Monday, October 23, 2023

Under-accomplished and dyspeptic malcontents

From Trapped by Philosophy's worst features by Lorenzo Warby.  The subheading is Critical Constructivism—popularised as “wokery”—cuts off any route to what works.  Worth reading in whole.

The urge to maximise contrasts between products of a blighted past and the splendours in progressive heads leads to both cartoon history (history simplified to the point of serious distortion) and caricature history (history distorted by activist processes of selection and exaggeration). The 1619 Project of The New York Times was an exercise in cartoon and caricature history.

A purely imagined thing — without any grounding in what works, any test against the structures of reality — becomes a benchmark for judging everything that exists, or has existed, and every action people do, or have done.1 This both motivates and justifies the ruthless criticism of all that exists.

Having declared existing society oppressive — it lacks the moral perfection of the imagined future and is blighted by sins (real or alleged) in its past — anything that can be held to “support” the existing society, to be part of its history, can be declared oppressive, and so illegitimate. Science is part of existing society, so it is illegitimate. It’s a cis-heteronormative, patriarchal, hegemonic mechanism of white supremacy.
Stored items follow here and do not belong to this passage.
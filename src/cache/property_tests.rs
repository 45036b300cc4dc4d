//! Property-Based Tests for the Response Cache
//!
//! Uses proptest to check capacity and FIFO eviction guarantees.

use proptest::prelude::*;
use std::collections::HashSet;

use crate::cache::{CacheKey, ResponseCache};

// == Strategies ==
fn key_strategy() -> impl Strategy<Value = String> {
    "[a-zA-Z0-9_ ]{1,32}"
}

fn value_strategy() -> impl Strategy<Value = String> {
    "[a-zA-Z0-9 .,!?]{0,128}"
}

/// Distinct keys, in generation order.
fn distinct_keys(min: usize, max: usize) -> impl Strategy<Value = Vec<String>> {
    prop::collection::vec(key_strategy(), min..max).prop_map(|keys| {
        let mut seen = HashSet::new();
        keys.into_iter()
            .filter(|key| seen.insert(key.clone()))
            .collect()
    })
}

#[derive(Debug, Clone)]
enum CacheOp {
    Put { key: String, value: String },
    Get { key: String },
}

fn cache_op_strategy() -> impl Strategy<Value = CacheOp> {
    prop_oneof![
        (key_strategy(), value_strategy()).prop_map(|(key, value)| CacheOp::Put { key, value }),
        key_strategy().prop_map(|key| CacheOp::Get { key }),
    ]
}

proptest! {
    #![proptest_config(ProptestConfig::with_cases(100))]

    // N+1 distinct puts into a cache of capacity N leave exactly the last N.
    #[test]
    fn prop_fifo_evicts_first_inserted(keys in distinct_keys(2, 40)) {
        prop_assume!(keys.len() >= 2);

        let capacity = keys.len() - 1;
        let mut cache = ResponseCache::new(capacity);

        for key in &keys {
            cache.put(key.clone(), format!("value_{}", key));
        }

        prop_assert!(!cache.contains(&keys[0]), "first key '{}' should be evicted", keys[0]);
        for key in &keys[1..] {
            prop_assert!(cache.contains(key), "key '{}' should still be cached", key);
        }
        prop_assert_eq!(cache.len(), capacity);
    }

    // Reading the oldest key before overflowing does not save it.
    #[test]
    fn prop_reads_do_not_protect_from_eviction(keys in distinct_keys(3, 20), extra in key_strategy()) {
        prop_assume!(keys.len() >= 2);
        prop_assume!(!keys.contains(&extra));

        let mut cache = ResponseCache::new(keys.len());
        for key in &keys {
            cache.put(key.clone(), "v");
        }
        for _ in 0..3 {
            prop_assert!(cache.get(&keys[0]).is_some());
        }

        cache.put(extra.clone(), "new");

        prop_assert!(!cache.contains(&keys[0]));
        prop_assert!(cache.contains(&extra));
    }

    // The store never grows beyond its capacity.
    #[test]
    fn prop_capacity_enforced(
        capacity in 0usize..20,
        ops in prop::collection::vec(cache_op_strategy(), 1..200)
    ) {
        let mut cache = ResponseCache::new(capacity);

        for op in ops {
            match op {
                CacheOp::Put { key, value } => cache.put(key, value),
                CacheOp::Get { key } => { cache.get(&key); }
            }
            prop_assert!(cache.len() <= capacity, "size {} exceeds capacity {}", cache.len(), capacity);
        }
    }

    // Hit and miss counters match the observed lookups.
    #[test]
    fn prop_statistics_accuracy(ops in prop::collection::vec(cache_op_strategy(), 1..80)) {
        let mut cache = ResponseCache::new(16);
        let mut hits = 0u64;
        let mut misses = 0u64;

        for op in ops {
            match op {
                CacheOp::Put { key, value } => cache.put(key, value),
                CacheOp::Get { key } => match cache.get(&key) {
                    Some(_) => hits += 1,
                    None => misses += 1,
                },
            }
        }

        let stats = cache.stats();
        prop_assert_eq!(stats.hits, hits);
        prop_assert_eq!(stats.misses, misses);
        prop_assert_eq!(stats.total_entries, cache.len());
    }

    // A cached value is returned unchanged until it is evicted.
    #[test]
    fn prop_cached_value_is_stable(
        category in "[A-Za-z]{0,12}",
        prompt in ".{1,64}",
        value in value_strategy()
    ) {
        let mut cache = ResponseCache::new(4);
        let key = CacheKey::chat(Some(&category), &prompt);

        cache.put(key.as_str(), value.clone());

        prop_assert_eq!(cache.get(key.as_str()), Some(value.clone()));
        prop_assert_eq!(cache.get(CacheKey::chat(Some(&category), &prompt).as_str()), Some(value));
    }
}
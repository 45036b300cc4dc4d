//! Model Gateway Module
//!
//! Wraps a single call to the external language model and races it against
//! a timer. Whichever finishes first decides the outcome; a call that loses
//! the race is dropped and its result is never observed. There are no
//! retries here, callers decide what to substitute on failure.

mod gemini;

use std::sync::Arc;
use std::time::{Duration, Instant};

use async_trait::async_trait;
use thiserror::Error;
use tracing::{debug, warn};

pub use gemini::{GeminiClient, DEFAULT_API_URL, DEFAULT_MODEL};

// == Generation Params ==
/// Sampling hints forwarded to the model unchanged.
#[derive(Debug, Clone, Copy, Default, PartialEq)]
pub struct GenerationParams {
    pub max_output_tokens: Option<u32>,
    pub temperature: Option<f32>,
    pub top_p: Option<f32>,
}

impl GenerationParams {
    /// Short, moderately creative answers for the chat assistant.
    pub fn chat() -> Self {
        Self {
            max_output_tokens: Some(1024),
            temperature: Some(0.7),
            top_p: Some(0.9),
        }
    }

    pub fn is_empty(&self) -> bool {
        self.max_output_tokens.is_none() && self.temperature.is_none() && self.top_p.is_none()
    }
}

// == Generation Request ==
#[derive(Debug, Clone, PartialEq)]
pub struct GenerationRequest {
    pub prompt: String,
    pub params: GenerationParams,
}

impl GenerationRequest {
    pub fn new(prompt: impl Into<String>) -> Self {
        Self {
            prompt: prompt.into(),
            params: GenerationParams::default(),
        }
    }

    pub fn with_params(mut self, params: GenerationParams) -> Self {
        self.params = params;
        self
    }
}

// == Gateway Error ==
#[derive(Error, Debug, Clone, PartialEq, Eq)]
pub enum GatewayError {
    /// The timer fired before the model answered
    #[error("API request timed out after {after_ms}ms")]
    TimedOut { after_ms: u64 },

    /// The model call itself failed (network, auth, quota, bad response)
    #[error("{0}")]
    CallFailed(String),

    /// No API credentials are configured
    #[error("Model API key is not configured")]
    NotConfigured,
}

// == Language Model ==
/// A text-in, text-out generative model.
#[async_trait]
pub trait LanguageModel: Send + Sync + 'static {
    /// Model name, used in logs.
    fn name(&self) -> &str;

    /// Generates free-form text for the prompt. No format guarantees.
    async fn generate(&self, request: &GenerationRequest) -> Result<String, GatewayError>;
}

// == Model Gateway ==
/// Timeout-bounded access to a [`LanguageModel`].
#[derive(Clone)]
pub struct ModelGateway {
    model: Arc<dyn LanguageModel>,
}

impl ModelGateway {
    pub fn new(model: Arc<dyn LanguageModel>) -> Self {
        Self { model }
    }

    pub fn model_name(&self) -> &str {
        self.model.name()
    }

    // == Generate ==
    /// Sends the request and waits at most `timeout` for the raw text.
    pub async fn generate(
        &self,
        request: &GenerationRequest,
        timeout: Duration,
    ) -> Result<String, GatewayError> {
        let started = Instant::now();
        let call = self.model.generate(request);

        match tokio::time::timeout(timeout, call).await {
            Ok(Ok(text)) => {
                debug!(
                    model = self.model.name(),
                    elapsed_ms = started.elapsed().as_millis() as u64,
                    chars = text.len(),
                    "model responded"
                );
                Ok(text)
            }
            Ok(Err(e)) => {
                warn!(model = self.model.name(), error = %e, "model call failed");
                Err(e)
            }
            Err(_) => {
                let after_ms = timeout.as_millis() as u64;
                warn!(model = self.model.name(), after_ms, "model call timed out");
                Err(GatewayError::TimedOut { after_ms })
            }
        }
    }
}

impl std::fmt::Debug for ModelGateway {
    fn fmt(&self, f: &mut std::fmt::Formatter<'_>) -> std::fmt::Result {
        f.debug_struct("ModelGateway")
            .field("model", &self.model.name())
            .finish()
    }
}
//! Request DTOs
//!
//! Every field is optional at the serde level so that a missing field is
//! reported as a validation error rather than a deserialization failure.

use serde::Deserialize;
use serde_json::Value;

use crate::error::{ApiError, Result};
use crate::quiz::QuizQuestion;
use crate::timetable::{parse_clock_time, TimetableParams};

/// Request body for POST /api/chatbot
#[derive(Debug, Clone, Default, Deserialize)]
pub struct ChatRequest {
    /// The user's question
    #[serde(default)]
    pub prompt: Option<String>,
    /// Subject category selecting the answer style
    #[serde(default)]
    pub category: Option<String>,
}

impl ChatRequest {
    /// Returns an error message if validation fails, None if valid.
    pub fn validate(&self) -> Option<String> {
        if is_blank(&self.prompt) {
            return Some("Prompt is required".to_string());
        }
        None
    }
}

/// Request body for POST /api/quiz/generate
#[derive(Debug, Clone, Default, Deserialize)]
pub struct QuizRequest {
    #[serde(default)]
    pub topic: Option<String>,
    #[serde(default)]
    pub difficulty: Option<String>,
}

impl QuizRequest {
    pub fn validate(&self) -> Option<String> {
        if is_blank(&self.topic) || is_blank(&self.difficulty) {
            return Some("Topic and difficulty are required".to_string());
        }
        None
    }
}

/// Request body for POST /api/quiz/evaluate
#[derive(Debug, Clone, Default, Deserialize)]
#[serde(rename_all = "camelCase")]
pub struct EvaluateRequest {
    /// Submitted answers in question order; anything but a string is unanswered
    #[serde(default)]
    pub user_answers: Option<Vec<Value>>,
    /// The quiz being answered, as previously returned by /generate
    #[serde(default)]
    pub quiz: Option<Vec<QuizQuestion>>,
}

/// Request body for POST /api/timetable/generate
///
/// Numeric fields accept either JSON numbers or numeric strings, since the
/// dashboard form posts raw input values.
#[derive(Debug, Clone, Default, Deserialize)]
#[serde(rename_all = "camelCase")]
pub struct TimetableRequest {
    #[serde(default)]
    pub study_hours: Option<Value>,
    #[serde(default)]
    pub break_time: Option<Value>,
    #[serde(default)]
    pub subjects: Option<Vec<String>>,
    #[serde(default)]
    pub start_time: Option<String>,
    #[serde(default)]
    pub end_time: Option<String>,
    #[serde(default)]
    pub days_of_week: Option<Vec<String>>,
}

impl TimetableRequest {
    /// Validates the request and converts it into generation parameters.
    pub fn into_params(self) -> Result<TimetableParams> {
        let missing = || ApiError::Validation("Missing required fields".to_string());

        let study_hours = self.study_hours.as_ref().ok_or_else(missing)?;
        let study_hours = as_number(study_hours)
            .filter(|hours| *hours > 0.0)
            .ok_or_else(|| invalid("studyHours must be a positive number"))?;

        let break_minutes = match &self.break_time {
            None | Some(Value::Null) => None,
            Some(value) => Some(
                as_number(value)
                    .filter(|minutes| {
                        (0.0..=f64::from(u32::MAX)).contains(minutes) && minutes.fract() == 0.0
                    })
                    .map(|minutes| minutes as u32)
                    .ok_or_else(|| invalid("breakTime must be a whole number of minutes"))?,
            ),
        };

        let subjects = non_empty_list(self.subjects).ok_or_else(missing)?;
        let days = non_empty_list(self.days_of_week).ok_or_else(missing)?;
        let start_time = self.start_time.filter(|s| !s.trim().is_empty()).ok_or_else(missing)?;
        let end_time = self.end_time.filter(|s| !s.trim().is_empty()).ok_or_else(missing)?;

        if parse_clock_time(&start_time).is_none() {
            return Err(invalid("startTime must be in HH:MM format"));
        }
        if parse_clock_time(&end_time).is_none() {
            return Err(invalid("endTime must be in HH:MM format"));
        }

        Ok(TimetableParams {
            study_hours,
            break_minutes,
            subjects,
            start_time,
            end_time,
            days,
        })
    }
}

fn is_blank(value: &Option<String>) -> bool {
    value.as_deref().map_or(true, |s| s.trim().is_empty())
}

fn invalid(message: &str) -> ApiError {
    ApiError::Validation(message.to_string())
}

fn as_number(value: &Value) -> Option<f64> {
    match value {
        Value::Number(n) => n.as_f64(),
        Value::String(s) => s.trim().parse().ok(),
        _ => None,
    }
}

fn non_empty_list(values: Option<Vec<String>>) -> Option<Vec<String>> {
    let values: Vec<String> = values?
        .into_iter()
        .map(|v| v.trim().to_string())
        .filter(|v| !v.is_empty())
        .collect();
    if values.is_empty() {
        None
    } else {
        Some(values)
    }
}

#[cfg(test)]
mod tests {
    use super::*;
    use serde_json::json;

    fn timetable_request(body: Value) -> TimetableRequest {
        serde_json::from_value(body).unwrap()
    }

    fn full_timetable_body() -> Value {
        json!({
            "studyHours": 4,
            "breakTime": "15",
            "subjects": ["Mathematics", "Physics"],
            "startTime": "09:00",
            "endTime": "17:00",
            "daysOfWeek": ["Monday", "Tuesday"]
        })
    }

    #[test]
    fn test_chat_request_deserialize() {
        let req: ChatRequest =
            serde_json::from_str(r#"{"prompt": "Explain gravity", "category": "Science"}"#).unwrap();
        assert_eq!(req.prompt.as_deref(), Some("Explain gravity"));
        assert_eq!(req.category.as_deref(), Some("Science"));
        assert!(req.validate().is_none());
    }

    #[test]
    fn test_chat_request_empty_prompt() {
        let req: ChatRequest = serde_json::from_str(r#"{"prompt": "", "category": "Math"}"#).unwrap();
        assert_eq!(req.validate(), Some("Prompt is required".to_string()));
    }

    #[test]
    fn test_chat_request_missing_prompt() {
        let req: ChatRequest = serde_json::from_str(r#"{}"#).unwrap();
        assert!(req.validate().is_some());
    }

    #[test]
    fn test_quiz_request_requires_both_fields() {
        let req: QuizRequest = serde_json::from_str(r#"{"topic": "Rust"}"#).unwrap();
        assert_eq!(req.validate(), Some("Topic and difficulty are required".to_string()));

        let req: QuizRequest =
            serde_json::from_str(r#"{"topic": "Rust", "difficulty": "easy"}"#).unwrap();
        assert!(req.validate().is_none());
    }

    #[test]
    fn test_evaluate_request_with_nulls() {
        let req: EvaluateRequest = serde_json::from_str(
            r#"{"userAnswers": ["4", null], "quiz": [{"correctAnswer": "4"}, {"correctAnswer": "5"}]}"#,
        )
        .unwrap();
        assert_eq!(req.user_answers.unwrap(), vec![json!("4"), Value::Null]);
        assert_eq!(req.quiz.unwrap().len(), 2);
    }

    #[test]
    fn test_evaluate_request_accepts_mixed_answers() {
        let req: EvaluateRequest = serde_json::from_str(
            r#"{"userAnswers": [4, true, {"a": 1}, "B"], "quiz": []}"#,
        )
        .unwrap();
        assert_eq!(req.user_answers.map(|answers| answers.len()), Some(4));
    }

    #[test]
    fn test_timetable_into_params() {
        let params = timetable_request(full_timetable_body()).into_params().unwrap();

        assert_eq!(params.study_hours, 4.0);
        assert_eq!(params.break_minutes, Some(15));
        assert_eq!(params.subjects, vec!["Mathematics", "Physics"]);
        assert_eq!(params.days, vec!["Monday", "Tuesday"]);
    }

    #[test]
    fn test_timetable_missing_fields() {
        let mut body = full_timetable_body();
        body.as_object_mut().unwrap().remove("daysOfWeek");

        let err = timetable_request(body).into_params().unwrap_err();
        assert_eq!(err.to_string(), "Missing required fields");
    }

    #[test]
    fn test_timetable_break_time_optional() {
        let mut body = full_timetable_body();
        body.as_object_mut().unwrap().remove("breakTime");

        let params = timetable_request(body).into_params().unwrap();
        assert_eq!(params.break_minutes, None);
    }

    #[test]
    fn test_timetable_rejects_bad_start_time() {
        let mut body = full_timetable_body();
        body["startTime"] = json!("9am");

        let err = timetable_request(body).into_params().unwrap_err();
        assert!(matches!(err, ApiError::Validation(_)));
    }

    #[test]
    fn test_timetable_rejects_out_of_range_break() {
        for break_time in [json!(1e12), json!(-5), json!(12.5)] {
            let mut body = full_timetable_body();
            body["breakTime"] = break_time;

            let err = timetable_request(body).into_params().unwrap_err();
            assert_eq!(err.to_string(), "breakTime must be a whole number of minutes");
        }
    }

    #[test]
    fn test_timetable_accepts_largest_break() {
        let mut body = full_timetable_body();
        body["breakTime"] = json!(u32::MAX);

        let params = timetable_request(body).into_params().unwrap();
        assert_eq!(params.break_minutes, Some(u32::MAX));
    }

    #[test]
    fn test_timetable_rejects_non_positive_hours() {
        let mut body = full_timetable_body();
        body["studyHours"] = json!(0);

        assert!(timetable_request(body).into_params().is_err());
    }
}
//! Bracket scanning over free text.

/// Candidate JSON substrings, in the order they should be tried.
///
/// Each opening bracket, from left to right, contributes the balanced span
/// it starts (string literals are skipped so brackets inside them do not
/// count). The greedy span from the first opening bracket to the last
/// closing bracket comes last.
pub(super) fn candidates(text: &str, open: char, close: char) -> Vec<&str> {
    let mut spans: Vec<&str> = text
        .match_indices(open)
        .filter_map(|(start, _)| balanced_span(text, start, open, close))
        .collect();

    if let (Some(start), Some(end)) = (text.find(open), text.rfind(close)) {
        if start < end {
            let greedy = &text[start..end + close.len_utf8()];
            if !spans.contains(&greedy) {
                spans.push(greedy);
            }
        }
    }

    spans
}

/// The span from `start` (an opening bracket) to its matching close.
fn balanced_span(text: &str, start: usize, open: char, close: char) -> Option<&str> {
    let mut depth = 0usize;
    let mut in_string = false;
    let mut escaped = false;

    for (offset, ch) in text[start..].char_indices() {
        if in_string {
            if escaped {
                escaped = false;
            } else if ch == '\\' {
                escaped = true;
            } else if ch == '"' {
                in_string = false;
            }
            continue;
        }

        if ch == '"' {
            in_string = true;
        } else if ch == open {
            depth += 1;
        } else if ch == close {
            depth -= 1;
            if depth == 0 {
                return Some(&text[start..start + offset + ch.len_utf8()]);
            }
        }
    }

    None
}
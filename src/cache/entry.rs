//! Cache Entry Module
//!
//! A stored response together with its position in the insertion sequence.

// == Cache Entry ==
/// A single cached response.
#[derive(Debug, Clone, PartialEq, Eq)]
pub struct CacheEntry {
    /// The cached response body
    pub value: String,
    /// Monotonic sequence number assigned when the key was first inserted
    pub insertion_order: u64,
}

impl CacheEntry {
    /// Creates a new entry at the given insertion position.
    pub fn new(value: String, insertion_order: u64) -> Self {
        Self {
            value,
            insertion_order,
        }
    }

    // == Replace Value ==
    /// Swaps in a new value, keeping the original insertion position.
    ///
    /// Returns the previous value.
    pub fn replace_value(&mut self, value: String) -> String {
        std::mem::replace(&mut self.value, value)
    }
}

#[cfg(test)]
mod tests {
    use super::*;

    #[test]
    fn test_entry_creation() {
        let entry = CacheEntry::new("answer".to_string(), 7);

        assert_eq!(entry.value, "answer");
        assert_eq!(entry.insertion_order, 7);
    }

    #[test]
    fn test_replace_value_keeps_order() {
        let mut entry = CacheEntry::new("first".to_string(), 3);

        let previous = entry.replace_value("second".to_string());

        assert_eq!(previous, "first");
        assert_eq!(entry.value, "second");
        assert_eq!(entry.insertion_order, 3);
    }
}
//! API Handlers
//!
//! Request handlers for the chat, quiz and timetable endpoints. Each one
//! validates input, consults the response cache, calls the model through the
//! gateway and post-processes the raw text.

use std::sync::Arc;

use axum::{extract::rejection::JsonRejection, extract::State, Json};
use serde::{de::DeserializeOwned, Serialize};
use tokio::sync::RwLock;
use tracing::{debug, error, info, warn};

use crate::cache::{CacheKey, ResponseCache};
use crate::config::{Config, Timeouts};
use crate::error::{ApiError, Result};
use crate::extract::{extract_quiz, extract_timetable};
use crate::gateway::{GatewayError, GenerationParams, GenerationRequest, LanguageModel, ModelGateway};
use crate::models::{
    ChatRequest, ChatResponse, EvaluateRequest, EvaluateResponse, HealthResponse, QuizRequest,
    QuizResponse, StatsResponse, TimetableRequest, TimetableResponse,
};
use crate::prompt;
use crate::quiz::{self, QuizQuestion};
use crate::timetable::{fallback_timetable, parse_clock_time, Timetable};

/// Answer sent when the chat model times out or fails.
pub const CHAT_FALLBACK_RESPONSE: &str = "I'm having trouble generating a detailed response right now. \
Could you try asking a simpler question or try again in a moment?";

/// Application state shared across all handlers.
#[derive(Clone)]
pub struct AppState {
    /// Process-wide response cache; every operation takes the write lock
    pub cache: Arc<RwLock<ResponseCache>>,
    /// Timeout-bounded access to the language model
    pub gateway: ModelGateway,
    /// Per-endpoint model time budgets
    pub timeouts: Timeouts,
}

impl AppState {
    pub fn new(cache: ResponseCache, model: Arc<dyn LanguageModel>, timeouts: Timeouts) -> Self {
        Self {
            cache: Arc::new(RwLock::new(cache)),
            gateway: ModelGateway::new(model),
            timeouts,
        }
    }

    /// Builds the state from configuration around the given model.
    pub fn from_config(config: &Config, model: Arc<dyn LanguageModel>) -> Self {
        Self::new(ResponseCache::new(config.cache_capacity), model, config.timeouts())
    }

    async fn cached(&self, key: &CacheKey) -> Option<String> {
        self.cache.write().await.get(key.as_str())
    }

    async fn store(&self, key: &CacheKey, value: impl Into<String>) {
        self.cache.write().await.put(key.as_str(), value);
    }

    /// Looks up a cached JSON value, treating undecodable entries as misses.
    async fn cached_json<T: DeserializeOwned>(&self, key: &CacheKey) -> Option<T> {
        let raw = self.cached(key).await?;
        match serde_json::from_str(&raw) {
            Ok(value) => Some(value),
            Err(e) => {
                warn!(key = %key, error = %e, "ignoring undecodable cache entry");
                None
            }
        }
    }

    async fn store_json<T: Serialize>(&self, key: &CacheKey, value: &T) {
        match serde_json::to_string(value) {
            Ok(json) => self.store(key, json).await,
            Err(e) => warn!(key = %key, error = %e, "could not cache response"),
        }
    }
}

/// Unwraps a JSON body, reporting malformed bodies as validation errors.
fn json_body<T>(payload: std::result::Result<Json<T>, JsonRejection>) -> Result<T> {
    payload
        .map(|Json(body)| body)
        .map_err(|rejection| ApiError::Validation(rejection.body_text()))
}

/// Handler for POST /api/chatbot
///
/// Any model failure is answered with a canned apology and a 200 status.
pub async fn chat_handler(
    State(state): State<AppState>,
    payload: std::result::Result<Json<ChatRequest>, JsonRejection>,
) -> Result<Json<ChatResponse>> {
    let req = json_body(payload)?;
    if let Some(error_msg) = req.validate() {
        return Err(ApiError::Validation(error_msg));
    }

    let input = req.prompt.unwrap_or_default();
    let category = req.category.as_deref();
    let key = CacheKey::chat(category, &input);

    if let Some(cached) = state.cached(&key).await {
        debug!(key = %key, "chat cache hit");
        return Ok(Json(ChatResponse::answer(cached)));
    }

    let request = GenerationRequest::new(prompt::chat_prompt(&input, category))
        .with_params(GenerationParams::chat());

    match state.gateway.generate(&request, state.timeouts.chat).await {
        Ok(text) => {
            state.store(&key, text.as_str()).await;
            Ok(Json(ChatResponse::answer(text)))
        }
        Err(e) => {
            warn!(error = %e, "chat generation failed, sending fallback answer");
            Ok(Json(ChatResponse::fallback(
                CHAT_FALLBACK_RESPONSE,
                e.to_string(),
            )))
        }
    }
}

/// Handler for POST /api/quiz/generate
///
/// Unusable model output is an explicit failure; no quiz is fabricated.
pub async fn generate_quiz_handler(
    State(state): State<AppState>,
    payload: std::result::Result<Json<QuizRequest>, JsonRejection>,
) -> Result<Json<QuizResponse>> {
    let req = json_body(payload)?;
    if let Some(error_msg) = req.validate() {
        return Err(ApiError::Validation(error_msg));
    }

    let topic = req.topic.unwrap_or_default();
    let difficulty = req.difficulty.unwrap_or_default();
    let key = CacheKey::quiz(&topic, &difficulty);

    if let Some(quiz) = state.cached_json::<Vec<QuizQuestion>>(&key).await {
        debug!(key = %key, "quiz cache hit");
        return Ok(Json(QuizResponse::new(quiz)));
    }

    info!(%topic, %difficulty, "generating quiz");
    let request = GenerationRequest::new(prompt::quiz_prompt(&topic, &difficulty));
    let text = state
        .gateway
        .generate(&request, state.timeouts.quiz)
        .await
        .map_err(|e| {
            error!(error = %e, "quiz generation failed");
            ApiError::from_gateway(e)
        })?;

    let extraction = extract_quiz(&text).map_err(|e| {
        error!(error = %e, "quiz response could not be parsed");
        ApiError::Extraction {
            message: "Failed to parse quiz data",
            source: e,
        }
    })?;

    info!(
        questions = extraction.questions.len(),
        corrections = extraction.corrections,
        "quiz parsed"
    );
    state.store_json(&key, &extraction.questions).await;

    Ok(Json(QuizResponse::new(extraction.questions)))
}

/// Handler for POST /api/quiz/evaluate
pub async fn evaluate_quiz_handler(
    payload: std::result::Result<Json<EvaluateRequest>, JsonRejection>,
) -> Result<Json<EvaluateResponse>> {
    let invalid = || ApiError::Validation("Invalid quiz data provided".to_string());
    let req = json_body(payload).map_err(|_| invalid())?;
    let (answers, questions) = match (req.user_answers, req.quiz) {
        (Some(answers), Some(questions)) => (answers, questions),
        _ => return Err(invalid()),
    };

    // Non-string answers count as unanswered.
    let answers: Vec<Option<String>> = answers
        .iter()
        .map(|answer| answer.as_str().map(str::to_string))
        .collect();

    Ok(Json(EvaluateResponse::new(quiz::score(&answers, &questions))))
}

/// Handler for POST /api/timetable/generate
///
/// Always answers with a renderable timetable: model failures and unusable
/// output are replaced by the fallback schedule and flagged. A missing API
/// key is the exception and is reported as a configuration error.
pub async fn generate_timetable_handler(
    State(state): State<AppState>,
    payload: std::result::Result<Json<TimetableRequest>, JsonRejection>,
) -> Result<Json<TimetableResponse>> {
    let params = json_body(payload)?.into_params()?;
    let start = parse_clock_time(&params.start_time)
        .ok_or_else(|| ApiError::Validation("startTime must be in HH:MM format".to_string()))?;

    let parts = params.fingerprint_parts();
    let parts: Vec<&str> = parts.iter().map(String::as_str).collect();
    let key = CacheKey::timetable(&parts);

    if let Some(timetable) = state.cached_json::<Timetable>(&key).await {
        debug!(key = %key, "timetable cache hit");
        return Ok(Json(TimetableResponse::generated(timetable)));
    }

    let request = GenerationRequest::new(prompt::timetable_prompt(&params));
    let text = match state.gateway.generate(&request, state.timeouts.timetable).await {
        Ok(text) => text,
        Err(GatewayError::NotConfigured) => {
            error!("missing model API key");
            return Err(ApiError::from_gateway(GatewayError::NotConfigured));
        }
        Err(e) => {
            warn!(error = %e, "timetable generation failed, using fallback timetable");
            return Ok(Json(TimetableResponse::fallback(
                fallback_timetable(&params.days, start),
                e.to_string(),
                None,
            )));
        }
    };

    match extract_timetable(&text) {
        Ok(timetable) => {
            state.store_json(&key, &timetable).await;
            Ok(Json(TimetableResponse::generated(timetable)))
        }
        Err(e) => {
            warn!(error = %e, "timetable response could not be parsed, using fallback timetable");
            Ok(Json(TimetableResponse::fallback(
                fallback_timetable(&params.days, start),
                e.to_string(),
                Some(e.sample().to_string()),
            )))
        }
    }
}

/// Handler for GET /api/cache/stats
pub async fn stats_handler(State(state): State<AppState>) -> Json<StatsResponse> {
    let stats = state.cache.read().await.stats();
    Json(StatsResponse::new(stats))
}

/// Handler for GET /health
pub async fn health_handler(State(state): State<AppState>) -> Json<HealthResponse> {
    Json(HealthResponse::healthy(state.gateway.model_name()))
}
Any mechanism or methodology part of existing society becomes complicit in oppressive mechanisms. This, of course, includes any mechanism developed over the centuries for critically assessing claims, so all the exits from Philosophy. All forms of critical thinking are to be replaced by cultivation of a critical consciousness, legitimised by a commitment to the transformational future and rejection of existing society.

[snip]

The politics of the transformational future is also fundamentally committed to conflict models of society. The more society is seen as a series of fights, the more it can be de-legitimised. This sharpens the contrast with — and means the greater the moral urgency of — an imagined, harmonious future. It has great appeal for those who don’t attempt to make things work, who don’t have to wrest value from physical reality, who don’t engage in serious martial arts, who don’t provide physical goods or services. In other words, it’s for folk insulated from the consequences of their decisions.

To make things work requires an epistemic humility — a deference to the reality of structure, to the wants, wishes and perspectives of others — that is incompatible with the grandiose moral narcissism that the politics of the transformational future generates. In terms of genuine understanding — and of human flourishing — it’s a toxically useless philosophy that appeals and empowers toxically useless people: folk that modern academe, bureaucracies and non-profits give employ, thereby inflicting their toxic uselessness on the rest of us.

These people are prone to the curdled envy that Nietzsche labelled ressentiment. Or, as Peter Boghossian says, they’re under-accomplished and dyspeptic malcontents.

Expanding bureaucratisation increases the number of people who are isolated from the consequences and costs of their decisions. Managerialism applies a layer of moral arrogance to this process. The products of Theory — such as Diversity, Inclusion, Equity — given form, status and increased social leverage to the moral arrogance.